SELECT COLUMN1, ( SELECT COLUMN1 FROM TABLE2 WHERE TABLE2.ID = TABLE1.TABLE2ID ) AS COLUMN2 FROM TABLE1;
My question is, is this a bad programming practice? I find it easier to read and maintain as opposed to a join.
UPDATE
I want to add that there's some great feedback in here which in essence is pushing be back to using JOIN. I am finding myself less and less involved with using TSQL directly these days as of a result of ORM solutions (LINQ to SQL, NHibernate, etc.), but when I do it's things like correlated subqueries which I find are easier to type out linearly.
Upvotes: 7
Views: 466
Reputation: 64645
At the end of the day, the goal when writing code, beyond functional requirements, is to make the intent of your code clear to a reader. If you use a JOIN, the intent is obvious. If you use a subquery in the manner you describe, it begs the question of why you did it that way. What were you trying to achieve that a JOIN would not have accomplished? In short, you waste the reader's time in trying to determine if the author was solving some problem in an ingenious fashion or if they were writing the code after a hard night of drinking.
Upvotes: 0
Reputation: 1370
This is not a bad programming practice at all IMO, it is a little bit ugly though. It can actually be a performance boost in situations where the sub-select is from a very large table while you are expecting a very small result set (you have to consider indexes and platform, 2000 having a different optimizer and all from 2005). Here is how I format it to be easier to read.
select
column1
[column2] = (subselect...)
from
table1
Edit: This of course assumes that your subselect will only return one value, if not it could be returning you bad results. See gbn's response.
Upvotes: 1
Reputation: 425371
The query you use was often used as a replacement for a LEFT JOIN
for the engines that lacked it (most notably, PostgreSQL
before 7.2
)
This approach has some serious drawbacks:
It may fail if TABLE2.ID
is not UNIQUE
Some engines will not be able to use anything else than NESTED LOOPS
for this query
If you need to select more than one column, you will need to write the subquery several times
If your engine supports LEFT JOIN
, use the LEFT JOIN
.
In MySQL
, however, there are some cases when an aggregate function in a select-level subquery can be more efficient than that in a LEFT JOIN
with a GROUP BY
.
See this article in my blog for the examples:
Upvotes: 4
Reputation: 432261
This is not equivalent to JOIN.
If you have multiple rows in TABLE2 for each row in TABLE1, you won't get them. For each row in TABLE1 you get one row output so you can't get multiple from TABLE2.

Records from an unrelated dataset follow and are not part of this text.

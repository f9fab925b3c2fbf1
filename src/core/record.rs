/// One entry of a country calling code listing.
///
/// Both listings are extracted into this shape. Records from the mobile
/// listing always carry a flag; records from the web listing may not.
#[derive(Debug, Clone, PartialEq, Eq)]
pub struct CountryRecord {
    /// Canonical lowercase name, used as the key into translation files.
    pub name: String,
    /// Calling code as written in the source (e.g. `+93`).
    pub code: String,
    pub flag: Option<String>,
    /// Minimum local number length. Not checked against `max`.
    pub min: u64,
    pub max: u64,
}

impl CountryRecord {
    pub fn new(name: impl Into<String>, code: impl Into<String>, min: u64, max: u64) -> Self {
        Self {
            name: name.into(),
            code: code.into(),
            flag: None,
            min,
            max,
        }
    }

    pub fn with_flag(mut self, flag: impl Into<String>) -> Self {
        self.flag = Some(flag.into());
        self
    }
}
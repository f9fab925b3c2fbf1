//! Cross-reference of listing records against translation vocabularies.

use crate::core::{CountryRecord, Vocabulary};

/// Names missing from each vocabulary, in record order.
#[derive(Debug, Clone, Default, PartialEq, Eq)]
pub struct Reconciliation {
    pub missing_mobile: Vec<String>,
    pub missing_web: Vec<String>,
}

impl Reconciliation {
    pub fn is_complete(&self) -> bool {
        self.missing_mobile.is_empty() && self.missing_web.is_empty()
    }

    pub fn missing_count(&self) -> usize {
        self.missing_mobile.len() + self.missing_web.len()
    }
}

/// Check every record against both vocabularies.
pub fn reconcile(
    records: &[CountryRecord],
    mobile: &Vocabulary,
    web: &Vocabulary,
) -> Reconciliation {
    Reconciliation {
        missing_mobile: find_missing(records, mobile),
        missing_web: find_missing(records, web),
    }
}

/// Names of records whose name is not a vocabulary key.
///
/// Checked per record: a record name repeated in the listing is reported
/// once for each occurrence that is missing.
pub fn find_missing(records: &[CountryRecord], vocabulary: &Vocabulary) -> Vec<String> {
    records
        .iter()
        .filter(|record| !vocabulary.contains(&record.name))
        .map(|record| record.name.clone())
        .collect()
}
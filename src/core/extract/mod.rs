//! Record extraction from listing source files.
//!
//! Each listing syntax has its own extractor:
//! - `dart`: `Country(name: ..., code: ..., flag: ..., min: ..., max: ...)` calls
//! - `typescript`: `{ "name": ..., "code": ..., "min": ..., "max": ..., "flag"?: ... }` objects
//!
//! Extraction is pattern based. A construct that does not match its grammar
//! exactly is skipped without an error; the `candidates` counter on
//! [`Extraction`] is the only trace such a record leaves.

mod dart;
mod typescript;

pub use dart::extract_dart_countries;
pub use typescript::extract_ts_countries;

use crate::core::CountryRecord;

/// Records extracted from one listing, in source order.
#[derive(Debug, Clone, Default, PartialEq, Eq)]
pub struct Extraction {
    pub records: Vec<CountryRecord>,
    /// Number of constructs in the text that looked like a record.
    pub candidates: usize,
}

impl Extraction {
    pub fn len(&self) -> usize {
        self.records.len()
    }

    pub fn is_empty(&self) -> bool {
        self.records.is_empty()
    }

    /// Candidates that did not match the full record grammar.
    pub fn dropped(&self) -> usize {
        self.candidates.saturating_sub(self.records.len())
    }
}

/// Parse an integer field captured by `[0-9]+`.
///
/// Values above `u64::MAX` are treated like any other non-match.
fn parse_length(text: &str) -> Option<u64> {
    text.parse().ok()
}
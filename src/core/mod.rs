//! Core sync pipeline.
//!
//! 1. **Extraction**: listing sources → [`Extraction`] (records in source order)
//! 2. **Reconciliation**: mobile records × vocabularies → missing names
//! 3. **Generation**: mobile records → TypeScript listing
//!
//! [`SyncContext`] loads both listings and drives the three stages.

pub mod context;
pub mod extract;
pub mod generate;
pub mod messages;
pub mod reconcile;
mod record;

pub use context::{SyncContext, Vocabularies};
pub use extract::{Extraction, extract_dart_countries, extract_ts_countries};
pub use generate::render_listing;
pub use messages::{Vocabulary, load_vocabulary, parse_vocabulary};
pub use reconcile::{Reconciliation, find_missing, reconcile};
pub use record::CountryRecord;
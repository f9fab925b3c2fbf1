use std::path::Path;

use anyhow::Result;

use super::{ExtractionStats, ListingCounts};
use crate::{
    cli::{CommonArgs, report},
    config::load_config,
    core::{SyncContext, Vocabularies},
};

/// Load config from `root` (or its ancestors), extract both listings and
/// report their counts, then load both vocabularies.
///
/// The counts reach stdout before any message file is opened.
pub fn load_inputs(root: &Path, common: &CommonArgs) -> Result<(SyncContext, Vocabularies)> {
    let loaded = load_config(root)?;
    let ctx = SyncContext::load(root, loaded.config)?;

    report::print_counts(&listing_counts(&ctx, loaded.from_file), common.verbose);

    let vocabularies = ctx.load_vocabularies()?;
    Ok((ctx, vocabularies))
}

fn listing_counts(ctx: &SyncContext, config_from_file: bool) -> ListingCounts {
    ListingCounts {
        mobile: ExtractionStats::from(&ctx.mobile_countries),
        web: ExtractionStats::from(&ctx.web_countries),
        config_from_file,
    }
}
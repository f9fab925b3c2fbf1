use regex::{Captures, Regex};
use std::sync::LazyLock;

use super::{Extraction, parse_length};
use crate::core::CountryRecord;

// {"name": "afghanistan", "code": "+93", "min": 9, "max": 9, "flag": "🇦🇫"}
// Keys may be quoted or bare so generated listings read back the same way.
// Lengths are ASCII digits and must fit in a u64.
const COUNTRY_OBJECT_PATTERN: &str = concat!(
    r#"\{\s*"#,
    r#"(?:"name"|name):\s*"(?<name>[^"]+)",\s*"#,
    r#"(?:"code"|code):\s*"(?<code>[^"]+)",\s*"#,
    r#"(?:"min"|min):\s*(?<min>[0-9]+),\s*"#,
    r#"(?:"max"|max):\s*(?<max>[0-9]+)"#,
    r#"(?:,\s*(?:"flag"|flag):\s*"(?<flag>[^"]+)")?\s*\}"#,
);

static COUNTRY_OBJECT_REGEX: LazyLock<Regex> =
    LazyLock::new(|| Regex::new(COUNTRY_OBJECT_PATTERN).unwrap());

// An object literal whose first key is `name` with a string value.
// The value quote keeps `interface Country { name: string; ... }` out.
static COUNTRY_CANDIDATE_REGEX: LazyLock<Regex> =
    LazyLock::new(|| Regex::new(r#"\{\s*(?:"name"|name)\s*:\s*""#).unwrap());

/// Extract all country object literals from TypeScript source text.
///
/// A trailing `flag` field is optional; records without one have `flag: None`.
pub fn extract_ts_countries(source: &str) -> Extraction {
    let records = COUNTRY_OBJECT_REGEX
        .captures_iter(source)
        .filter_map(|caps| to_record(&caps))
        .collect();

    Extraction {
        records,
        candidates: COUNTRY_CANDIDATE_REGEX.find_iter(source).count(),
    }
}

fn to_record(caps: &Captures) -> Option<CountryRecord> {
    let min = parse_length(&caps["min"])?;
    let max = parse_length(&caps["max"])?;
    let mut record = CountryRecord::new(&caps["name"], &caps["code"], min, max);
    record.flag = caps.name("flag").map(|m| m.as_str().to_string());
    Some(record)
}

This is why I'd use "JOIN": to make sure I get the data I wanted...
After your update: I rarely use correlation except with EXISTS...
Upvotes: 4
Reputation: 512
it makes it a lot easier to use other types of joins (left outer, cross, etc) because the syntax for those in subquery terms is less than ideal for readability
Upvotes: 0
Reputation: 36999
If you needed more than one column from the second table, then you would require two subqueries. This typically would not perform as well as a join.
Upvotes: 6
Reputation: 96572
A join is usually faster than a correlated subquery as it acts on the set of rows rather than one row at a time. I would never let this code go to my production server.
And I find a join much much easier to read and maintain.
Upvotes: 6
Reputation: 37174
Personally, I find this incredibly difficult to read. It isn't the structure a SQL developer expects. By using JOIN, you are keeping all of your table sources in a single spot instead of spreading it throughout your query.
What happens if you need to have three or four joins? Putting all of those into the SELECT clause is going to get hairy.